Com a mandíbula solta por causa do acidente, Miraildo também precisou da pressão da esposa para que o hospital fizesse uma tomografia e identificasse o problema.

A secretaria paulista de Saúde afirma, em nota, que fez a cirurgia da mandíbula de Miraildo e que ele aguarda uma vaga em unidade de referência em quadril.

Rodrigo Yha, 25, recebeu uma justificativa semelhante do hospital em 27 de outubro. Ele chegou à unidade após um carro atingir a moto em que ele levava a namorada, na Vila Basileia.

"Em vez de mandar para um hospital mais perto, como Cachoeirinha, mandaram para longe, de Taipas. Minha bacia foi deslocada e a tíbia quebrou. Esperei agonizando por umas quatro horas, com a bacia deslocada", diz ele.

O Hospital Geral de Vila Nova Cachoeirinha fica a 3 km de carro da Vila Basileia. Já o de Taipas, entre 10 e 12 km, de acordo com a rota escolhida.

Após os cuidados iniciais para colocar a bacia no lugar, Rodrigo conta que fizeram tala na perna e disseram para aguardar pela cirurgia.

A dez dias de completar um mês de internação, ele diz que os médicos aparecem para verificar a situação dos pacientes e dizem esperar por atualizações do sistema Cross (Central de Regulação de Ofertas e Serviços de Saúde). A informação foi confirmada pela pasta de Saúde do governo estadual.

"E é isso. Tem um paciente aqui que está há cinco meses esperando para operar o fêmur. De tão frustrado que está com a situação, não quer falar com ninguém", afirma.

O motorista de caminhão Francisco Pereira, 56, sofreu um acidente de moto a caminho do trabalho, ainda perto de casa, na Vila Rosa, zona norte da capital.
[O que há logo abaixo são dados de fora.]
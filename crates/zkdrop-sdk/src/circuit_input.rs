//! Assembly of the circuit input record for a claim.

use thiserror::Error;
use tracing::debug;
use zkdrop_core::base::FieldElement;
use zkdrop_core::schema::circuit_inputs::CircuitInputs;
use zkdrop_merkle::{Committer, MerkleTree, MerkleTreeError, Note, leaf_commitment, nullifier_hash};

/// Errors that can occur while assembling a claim.
#[derive(Error, Debug, Clone, PartialEq, Eq)]
pub enum ClaimError {
    /// The note's commitment could not be proven against the tree.
    #[error("Tree: {0}")]
    Tree(#[from] MerkleTreeError),
    /// The tree does not have the expected root.
    #[error("Tree root {actual} does not match the expected root {expected}")]
    RootMismatch {
        /// Root the claim is expected to be anchored to.
        expected: FieldElement,
        /// Root of the loaded tree.
        actual: FieldElement,
    },
}

/// Build the circuit input record proving that `note` is in `tree`, bound to `recipient`.
///
/// # Errors
/// Returns [`ClaimError::Tree`] wrapping [`MerkleTreeError::LeafNotFound`] if the note's
/// commitment is not a leaf of `tree`.
pub fn build_circuit_inputs<C: Committer>(
    tree: &MerkleTree,
    committer: &C,
    note: &Note,
    recipient: FieldElement,
) -> Result<CircuitInputs, ClaimError> {
    let commitment = leaf_commitment(committer, &note.nullifier, &note.secret);
    let proof = tree.merkle_proof(&commitment)?;
    let nullifier_hash = nullifier_hash(committer, &note.nullifier);

    debug!(
        %commitment,
        leaf_index = ?proof.leaf_index(),
        depth = proof.depth(),
        "Assembled circuit inputs"
    );

    Ok(CircuitInputs {
        root: tree.root(),
        nullifier_hash,
        nullifier: note.nullifier.to_field(),
        secret: note.secret.to_field(),
        path_indices: proof.path_bits,
        path_elements: proof.siblings,
        recipient,
    })
}

/// Check that `tree` is anchored at `expected`.
///
/// # Errors
/// Returns [`ClaimError::RootMismatch`] if the roots differ.
pub fn ensure_root(tree: &MerkleTree, expected: FieldElement) -> Result<(), ClaimError> {
    let actual = tree.root();
    if actual == expected {
        Ok(())
    } else {
        Err(ClaimError::RootMismatch { expected, actual })
    }
}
Ele espera há oito meses pela cirurgia.

O acidente quebrou dois ossos de uma das canelas, e ele foi internado em 11 de março no hospital de Taipas.

"Fiquei uma semana internado, colocaram os fixadores e fui transferido em um grupo de 12 [pacientes] para o Pari [Hospital Nossa Senhora do Pari]. Só que eu e mais um fomos mandados de volta, porque disseram que meu caso era complicado".
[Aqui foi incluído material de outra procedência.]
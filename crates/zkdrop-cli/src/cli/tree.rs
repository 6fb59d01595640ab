//! Tree subcommands.

use std::path::PathBuf;

use zkdrop_core::base::FieldElement;

use super::constants::{
    DEFAULT_CONFIG_FILE, DEFAULT_LEAVES_FILE, DEFAULT_TREE_FILE, ZKDROP_CONFIG_FILE,
    ZKDROP_CONFIG_OUT, ZKDROP_LEAVES_FILE, ZKDROP_PROOF_OUT, ZKDROP_TREE_FILE, ZKDROP_TREE_OUT,
};
use super::parse_field_element;

/// Arguments for `tree build`.
#[derive(Debug, clap::Args)]
pub struct TreeBuildArgs {
    /// Leaves file: one commitment per line, blank lines ignored.
    #[arg(long, env = ZKDROP_LEAVES_FILE, default_value = DEFAULT_LEAVES_FILE)]
    pub leaves: PathBuf,
    /// Tree storage output file.
    #[arg(long, env = ZKDROP_TREE_OUT, default_value = DEFAULT_TREE_FILE)]
    pub tree_out: PathBuf,
    /// Configuration output file.
    #[arg(long, env = ZKDROP_CONFIG_OUT, default_value = DEFAULT_CONFIG_FILE)]
    pub config_out: PathBuf,
}

/// Arguments for `tree verify`.
#[derive(Debug, clap::Args)]
pub struct TreeVerifyArgs {
    /// Tree storage file.
    #[arg(long, env = ZKDROP_TREE_FILE, default_value = DEFAULT_TREE_FILE)]
    pub tree: PathBuf,
    /// Airdrop configuration to check the tree against.
    #[arg(long, env = ZKDROP_CONFIG_FILE)]
    pub config: Option<PathBuf>,
}

/// Arguments for `tree proof`.
#[derive(Debug, clap::Args)]
pub struct TreeProofArgs {
    /// Tree storage file.
    #[arg(long, env = ZKDROP_TREE_FILE, default_value = DEFAULT_TREE_FILE)]
    pub tree: PathBuf,
    /// Leaf value to prove.
    #[arg(long, value_parser = parse_field_element)]
    pub leaf: FieldElement,
    /// Output file for the proof. Printed to stdout when omitted.
    #[arg(long, env = ZKDROP_PROOF_OUT)]
    pub out: Option<PathBuf>,
}

/// Tree command group.
#[derive(Debug, clap::Subcommand)]
pub enum TreeCommands {
    /// Build the commitment tree and its configuration from a leaves file.
    Build {
        #[command(flatten)]
        args: TreeBuildArgs,
    },
    /// Recompute the stored hashes of a tree file.
    Verify {
        #[command(flatten)]
        args: TreeVerifyArgs,
    },
    /// Print the inclusion proof of a leaf.
    Proof {
        #[command(flatten)]
        args: TreeProofArgs,
    },
}
// SPDX-License-Identifier: AGPL-3.0-or-later
//
// Copyright (C) 2025 Daniel Negri
//
// This program is free software: you can redistribute it and/or modify
// it under the terms of the GNU Affero General Public License as published by
// the Free Software Foundation, either version 3 of the License, or
// (at your option) any later version.
//
// This program is distributed in the hope that it will be useful,
// but WITHOUT ANY WARRANTY; without even the implied warranty of
// MERCHANTABILITY or FITNESS FOR A PARTICULAR PURPOSE. See the
// GNU Affero General Public License for more details.
//
// You should have received a copy of the GNU Affero General Public License
// along with this program. If not, see <https://www.gnu.org/licenses/>.

//! PIN hashing.
//!
//! PINs are never stored in plaintext. Each credential carries a random
//! per-account salt and a SHA-256 digest computed over the PIN plus salt,
//! re-hashed [`HASH_ITERATIONS`] times with each round feeding on the
//! previous digest.

use rand::RngCore;
use sha2::{Digest, Sha256};

/// Salt size in bytes.
const SALT_SIZE: usize = 16;

/// Number of hash rounds applied when deriving a verification digest.
pub const HASH_ITERATIONS: u32 = 100_000;

/// A salted PIN verification digest.
///
/// The default value is the "no such credential" sentinel: an empty digest
/// that no candidate PIN can ever hash to.
#[derive(Debug, Clone, Default, PartialEq, Eq)]
pub struct EncryptedPin {
    hash: String,
    salt: Vec<u8>,
}

/// Derives a salted verification digest for `pin` with a fresh random salt.
pub fn encrypt_pin(pin: &str) -> EncryptedPin {
    let salt = generate_salt();
    EncryptedPin {
        hash: hash_pin(pin, &salt),
        salt: salt.to_vec(),
    }
}

/// Recomputes the digest for `candidate` with the stored salt and compares it
/// against the stored digest.
pub fn verify_pin(candidate: &str, stored: &EncryptedPin) -> bool {
    hash_pin(candidate, &stored.salt) == stored.hash
}

fn generate_salt() -> [u8; SALT_SIZE] {
    let mut salt = [0u8; SALT_SIZE];
    rand::thread_rng().fill_bytes(&mut salt);
    salt
}

/// Iterated SHA-256 over PIN‖salt, hex-encoded.
fn hash_pin(pin: &str, salt: &[u8]) -> String {
    let mut data = Vec::with_capacity(pin.len() + salt.len());
    data.extend_from_slice(pin.as_bytes());
    data.extend_from_slice(salt);
    for _ in 0..HASH_ITERATIONS {
        data = Sha256::digest(&data).to_vec();
    }
    hex::encode(data)
}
Os fixadores externos, usados para ajudar a fixar os ossos durante o tratamento, causavam sangramentos constantes na perna de Francisco e dores que não eram aliviadas com analgésicos comuns. "Fiquei três meses com isso, inchava, escorria muito sangue, não conseguia comer e dormir, perdi quase dez quilos", afirma.

"Pedi para o médico tirar, tiraram e disseram que estava alinhado. Só que não está. Nessa faz 7 ou 8 meses. Já cansei de pedir transferência para o Cachoeirinha, que tem condição, mas eles não liberam", diz Francisco.
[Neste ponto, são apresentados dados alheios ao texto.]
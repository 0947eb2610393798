// SPDX-License-Identifier: AGPL-3.0-or-later
//
// Copyright (C) 2025 Daniel Negri
//
// This program is free software: you can redistribute it and/or modify
// it under the terms of the GNU Affero General Public License as published by
// the Free Software Foundation, either version 3 of the License, or
// (at your option) any later version.
//
// This program is distributed in the hope that it will be useful,
// but WITHOUT ANY WARRANTY; without even the implied warranty of
// MERCHANTABILITY or FITNESS FOR A PARTICULAR PURPOSE. See the
// GNU Affero General Public License for more details.
//
// You should have received a copy of the GNU Affero General Public License
// along with this program. If not, see <https://www.gnu.org/licenses/>.

//! Bulk account-data loader.
//!
//! Reads the tabular account file supplied at startup. The file is a
//! headered CSV with the required columns `ACCOUNT_ID`, `PIN` and `BALANCE`;
//! a missing column is fatal, a malformed row is skipped with a logged
//! warning. PINs are hashed as rows are read and the plaintext is dropped.

use crate::base::AccountId;
use crate::encryption::{EncryptedPin, encrypt_pin};
use csv::{ReaderBuilder, Trim};
use rust_decimal::Decimal;
use serde::Deserialize;
use std::collections::HashMap;
use std::fs::File;
use std::io::{BufReader, Read};
use std::path::Path;
use thiserror::Error;
use tracing::{info, warn};

/// Columns the account file must carry.
const REQUIRED_COLUMNS: [&str; 3] = ["ACCOUNT_ID", "PIN", "BALANCE"];

/// Fatal load-time failures.
///
/// Anything recoverable (a malformed row) is skipped with a warning instead
/// of surfacing here.
#[derive(Error, Debug)]
pub enum LoadError {
    #[error("failed to read account data: {0}")]
    Io(#[from] std::io::Error),

    #[error("failed to parse account data: {0}")]
    Csv(#[from] csv::Error),

    #[error("column index missing for {0}")]
    MissingColumn(&'static str),
}

/// One row of the account file.
#[derive(Debug, Deserialize)]
struct AccountRecord {
    #[serde(rename = "ACCOUNT_ID")]
    account_id: String,
    #[serde(rename = "PIN")]
    pin: String,
    #[serde(rename = "BALANCE")]
    balance: Decimal,
}

/// Everything the startup wiring needs from the account file.
#[derive(Debug)]
pub struct AccountData {
    pub credentials: HashMap<AccountId, EncryptedPin>,
    pub balances: HashMap<AccountId, Decimal>,
}

/// Loads account data from a CSV file on disk.
///
/// # Errors
///
/// Returns [`LoadError`] when the file cannot be opened or read, or when a
/// required column is absent.
pub fn load_accounts(path: &Path) -> Result<AccountData, LoadError> {
    info!(path = %path.display(), "reading account data");
    let file = File::open(path)?;
    read_accounts(BufReader::new(file))
}

/// Reads account data from any CSV source.
pub fn read_accounts<R: Read>(reader: R) -> Result<AccountData, LoadError> {
    let mut rdr = ReaderBuilder::new().trim(Trim::All).from_reader(reader);

    let headers = rdr.headers()?.clone();
    for required in REQUIRED_COLUMNS {
        if !headers.iter().any(|header| header == required) {
            return Err(LoadError::MissingColumn(required));
        }
    }

    let mut credentials = HashMap::new();
    let mut balances = HashMap::new();
    for (row, result) in rdr.deserialize::<AccountRecord>().enumerate() {
        match result {
            Ok(record) => {
                let account_id = AccountId(record.account_id);
                credentials.insert(account_id.clone(), encrypt_pin(&record.pin));
                balances.insert(account_id, record.balance.round_dp(2));
            }
            Err(e) => {
                // Row numbers are 1-based and exclude the header line.
                warn!(row = row + 1, error = %e, "skipping malformed account record");
            }
        }
    }

    info!(accounts = balances.len(), "account data loaded");
    Ok(AccountData {
        credentials,
        balances,
    })
}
O motorista então buscou informações e chegou a ir ao Nossa Senhora do Pari, mas ouviu que é preciso seguir a recomendação do hospital.

Ele chegou a considerar pagar pela cirurgia, mas desistiu pelo custo. "Não é menos de R$ 30 mil, e isso eu não tenho condição".

O hospital de Taipas fica a 14 km de carro da casa de Francisco, cujo acesso é feito por degraus. Na época da primeira alta, ele precisou ser carregado em uma cadeira por amigos para chegar e sair de casa.

Entre não conseguir a cirurgia e nem a transferência, ele segue buscando informações. "Dia 28 agora eu tenho uma consulta, mas pelo jeito não vai ter vaga. Já vou preparado para isso". S secretaria de Saúde paulista confirmou o agendamento.

A pasta não respondeu se faltam recursos humanos e materiais para a realização de cirurgias na unidade e nem se a demora nas cirurgias alegadas pelos pacientes pode representar risco à saúde.

Erramos: o texto foi alterado

Diferentemente do publicado em versão anterior deste texto, o sobrenome de Marinalva é Santos, não Lima.